Dataset records:

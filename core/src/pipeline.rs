//! Job orchestration
//!
//! One job: two seed strings in, a frame directory plus a mixed WAV out.
//! Asset setup for the two sides runs in parallel; everything downstream of
//! the battle simulation is deterministic given the job PRNG.

use std::collections::HashMap;
use std::path::PathBuf;

use tracing::info;

use crate::anim::renderer::{write_frames, CombatantSprites, SceneAssets, TextPainter};
use crate::anim::sequencer::sequence;
use crate::assets::orientation::{ensure_facing, Facing};
use crate::assets::placeholder::effect_sprite;
use crate::assets::{decode_sprite, fit_square, AssetBackend, CombatantIdentity};
use crate::audio::mixer::{mix, write_wav, CuePalette};
use crate::audio::synth::{bed_track, call_effect, hit_effect, miss_effect};
use crate::combat::simulator::simulate;
use crate::combat::stats::{derive_elements, derive_stats, Combatant};
use crate::combat::types::Element;
use crate::combat::Move;
use crate::config::PipelineConfig;
use crate::error::JobResult;
use crate::rng::job_rng;

/// One duel job: the two combatant seed strings plus the entropy word that
/// perturbs the job PRNG, and where the outputs go.
#[derive(Debug, Clone)]
pub struct JobSpec {
    pub seed_a: String,
    pub seed_b: String,
    /// Fixed for reproducible jobs, fresh-random for variety.
    pub entropy: u64,
    pub out_dir: PathBuf,
}

/// Where a finished job landed.
#[derive(Debug, Clone)]
pub struct JobOutput {
    pub frames_dir: PathBuf,
    pub audio_path: PathBuf,
    pub frame_count: u32,
    pub winner_name: String,
}

/// Everything derived for one side before the battle starts.
struct SidePrep {
    combatant: Combatant,
    sprites: CombatantSprites,
    identity: CombatantIdentity,
}

/// Effect size relative to the sprite.
const EFFECT_FRAC: f32 = 0.45;

fn prepare_side(
    backend: &dyn AssetBackend,
    cfg: &PipelineConfig,
    seed: &str,
    facing: Facing,
) -> JobResult<SidePrep> {
    let identity = backend.generate_structured(&identity_prompt(seed))?;
    let elements = derive_elements(seed);
    let stats = derive_stats(seed);
    let moves = [
        Move::from_spec(identity.moves[0].clone()),
        Move::from_spec(identity.moves[1].clone()),
    ];

    let sprite_for = |pose: &str| -> JobResult<image::RgbaImage> {
        let bytes = backend.generate_image(
            &sprite_prompt(&identity.name, &identity.flavor, pose),
            cfg.sprite_height,
            true,
        )?;
        let sprite = ensure_facing(decode_sprite(&bytes)?, facing);
        Ok(fit_square(&sprite, cfg.sprite_height))
    };
    let sprites = CombatantSprites {
        base: sprite_for("ready stance")?,
        alt: sprite_for("triumphant pose")?,
    };

    let combatant = Combatant::new(identity.name.clone(), elements, stats, moves);
    info!(
        name = %combatant.name,
        elements = ?combatant.elements,
        hp = combatant.stats.hp,
        "side prepared"
    );
    Ok(SidePrep {
        combatant,
        sprites,
        identity,
    })
}

fn identity_prompt(seed: &str) -> String {
    format!("battle creature identity for theme: {seed}")
}

fn sprite_prompt(name: &str, flavor: &str, pose: &str) -> String {
    format!("full-body side view of {name}, {pose}. {flavor}")
}

fn background_prompt(a: &CombatantIdentity, b: &CombatantIdentity) -> String {
    format!("arena backdrop for a duel between {} and {}", a.name, b.name)
}

/// Run one job end to end: assets, battle, choreography, frames, audio.
///
/// Frames land in `out_dir/frames/`, the mixed track in `out_dir/audio.wav`.
pub fn run_job(
    cfg: &PipelineConfig,
    backend: &dyn AssetBackend,
    painter: &dyn TextPainter,
    spec: &JobSpec,
) -> JobResult<JobOutput> {
    info!(seed_a = %spec.seed_a, seed_b = %spec.seed_b, "job start");

    // The two sides are independent until the battle starts.
    let (prep_a, prep_b) = rayon::join(
        || prepare_side(backend, cfg, &spec.seed_a, Facing::Right),
        || prepare_side(backend, cfg, &spec.seed_b, Facing::Left),
    );
    let (prep_a, prep_b) = (prep_a?, prep_b?);

    let bg_bytes = backend.generate_image(
        &background_prompt(&prep_a.identity, &prep_b.identity),
        cfg.canvas_width,
        false,
    )?;
    let background = image::imageops::resize(
        &decode_sprite(&bg_bytes)?,
        cfg.canvas_width,
        cfg.canvas_height,
        image::imageops::FilterType::Triangle,
    );

    let effect_size = (cfg.sprite_height as f32 * EFFECT_FRAC) as u32;
    let mut effects: HashMap<Element, image::RgbaImage> = HashMap::new();
    for side in [&prep_a.combatant, &prep_b.combatant] {
        for mv in &side.moves {
            effects
                .entry(mv.element)
                .or_insert_with(|| effect_sprite(mv.element, effect_size));
        }
    }

    let mut rng = job_rng(&spec.seed_a, &spec.seed_b, spec.entropy);
    let mut sides = [prep_a.combatant, prep_b.combatant];
    let outcome = simulate(&mut sides, cfg.max_turns, cfg.level, &mut rng)?;
    let winner_name = sides[outcome.winner.index()].name.clone();
    info!(winner = %winner_name, turns = outcome.turns, "battle resolved");

    let anim = sequence(cfg, &sides, &outcome);
    let duration = anim.duration_secs(cfg.frame_rate);

    let assets = SceneAssets {
        background,
        a: prep_a.sprites,
        b: prep_b.sprites,
        effects,
    };
    let frames_dir = spec.out_dir.join("frames");
    let frame_count = write_frames(cfg, &assets, &anim.frames, painter, &frames_dir)?;
    info!(frame_count, secs = duration, "frames written");

    let audio_cfg = &cfg.audio;
    let bed = bed_track(audio_cfg, &mut rng);
    let palette = CuePalette {
        reveal_a: call_effect(audio_cfg, &mut rng),
        reveal_b: call_effect(audio_cfg, &mut rng),
        hit: hit_effect(audio_cfg, &mut rng),
        miss: miss_effect(audio_cfg, &mut rng),
    };
    let track = mix(duration, &bed, &palette, &anim.cues, audio_cfg);

    let audio_path = spec.out_dir.join("audio.wav");
    write_wav(&track, &audio_path)?;
    info!(path = %audio_path.display(), "audio written");

    Ok(JobOutput {
        frames_dir,
        audio_path,
        frame_count,
        winner_name,
    })
}

#[cfg(test)]
mod tests {
    use super::*;
    use crate::anim::renderer::NullTextPainter;
    use crate::assets::placeholder::PlaceholderBackend;
    use crate::config::AnimTiming;

    /// Short phase timings so the end-to-end test stays fast.
    fn quick_config() -> PipelineConfig {
        PipelineConfig {
            canvas_width: 320,
            canvas_height: 180,
            output_width: 270,
            output_height: 480,
            sprite_height: 64,
            home_inset: 40,
            timing: AnimTiming {
                entrance_frames: 4,
                zoom_in_frames: 2,
                zoom_hold_frames: 2,
                zoom_out_frames: 2,
                approach_frames: 3,
                retreat_frames: 3,
                projectile_frames: 2,
                special_projectile_frames: 3,
                blink_frames: 4,
                blink_interval: 2,
                bar_frames: 3,
                miss_hold_frames: 2,
                faint_fade_frames: 3,
                victory_zoom_frames: 2,
                victory_hold_frames: 2,
                banner_frames: 3,
                ..AnimTiming::default()
            },
            ..PipelineConfig::default()
        }
    }

    #[test]
    fn run_job_produces_frames_and_audio() {
        let dir = tempfile::tempdir().unwrap();
        let cfg = quick_config();
        let spec = JobSpec {
            seed_a: "ember fox".into(),
            seed_b: "river eel".into(),
            entropy: 7,
            out_dir: dir.path().to_path_buf(),
        };
        let out = run_job(&cfg, &PlaceholderBackend, &NullTextPainter, &spec).unwrap();

        assert!(out.frame_count > 0);
        assert!(out.frames_dir.join("frame_000000.png").exists());
        assert!(out.audio_path.exists());
        assert!(!out.winner_name.is_empty());

        let reader = hound::WavReader::open(&out.audio_path).unwrap();
        let spec_read = reader.spec();
        assert_eq!(spec_read.channels, 2);
        assert_eq!(spec_read.sample_rate, cfg.audio.target_rate);
        // Track covers the whole animation.
        let frames_len = reader.duration() as f64 / spec_read.sample_rate as f64;
        let anim_len = out.frame_count as f64 / cfg.frame_rate as f64;
        assert!(frames_len >= anim_len - 1e-6);
    }

    #[test]
    fn identical_specs_reproduce_the_same_battle() {
        let dir_a = tempfile::tempdir().unwrap();
        let dir_b = tempfile::tempdir().unwrap();
        let cfg = quick_config();
        let mut spec = JobSpec {
            seed_a: "ash wolf".into(),
            seed_b: "glass crab".into(),
            entropy: 11,
            out_dir: dir_a.path().to_path_buf(),
        };
        let first = run_job(&cfg, &PlaceholderBackend, &NullTextPainter, &spec).unwrap();
        spec.out_dir = dir_b.path().to_path_buf();
        let second = run_job(&cfg, &PlaceholderBackend, &NullTextPainter, &spec).unwrap();

        assert_eq!(first.frame_count, second.frame_count);
        assert_eq!(first.winner_name, second.winner_name);
    }
}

Work instruction
Count the lines of the data that hold the string "pose". The answer should be that number alone.

Answer to this problem
5